▸ Data for the task:
----
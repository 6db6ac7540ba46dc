//! # teamboard-api
//!
//! HTTP API layer for TeamBoard built on Axum.
//!
//! Provides the REST endpoints under `/api`, middleware (CORS, request
//! logging, compression, timeouts), extractors, DTOs, and the mapping from
//! [`teamboard_core::error::AppError`] to HTTP responses.

pub mod app;
pub mod dto;
pub mod error;
pub mod extractors;
pub mod handlers;
pub mod middleware;
pub mod router;
pub mod state;

pub use app::{build_app, run_server};
pub use state::AppState;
----
▸ Instructions for the task: Transcribe all of the records exactly.

▸ Your response:
repository 6db6ac7540ba46dc
//! # teamboard-api
//!
//! HTTP API layer for TeamBoard built on Axum.
//!
//! Provides the REST endpoints under `/api`, middleware (CORS, request
//! logging, compression, timeouts), extractors, DTOs, and the mapping from
//! [`teamboard_core::error::AppError`] to HTTP responses.

pub mod app;
pub mod dto;
pub mod error;
pub mod extractors;
pub mod handlers;
pub mod middleware;
pub mod router;
pub mod state;

pub use app::{build_app, run_server};
pub use state::AppState;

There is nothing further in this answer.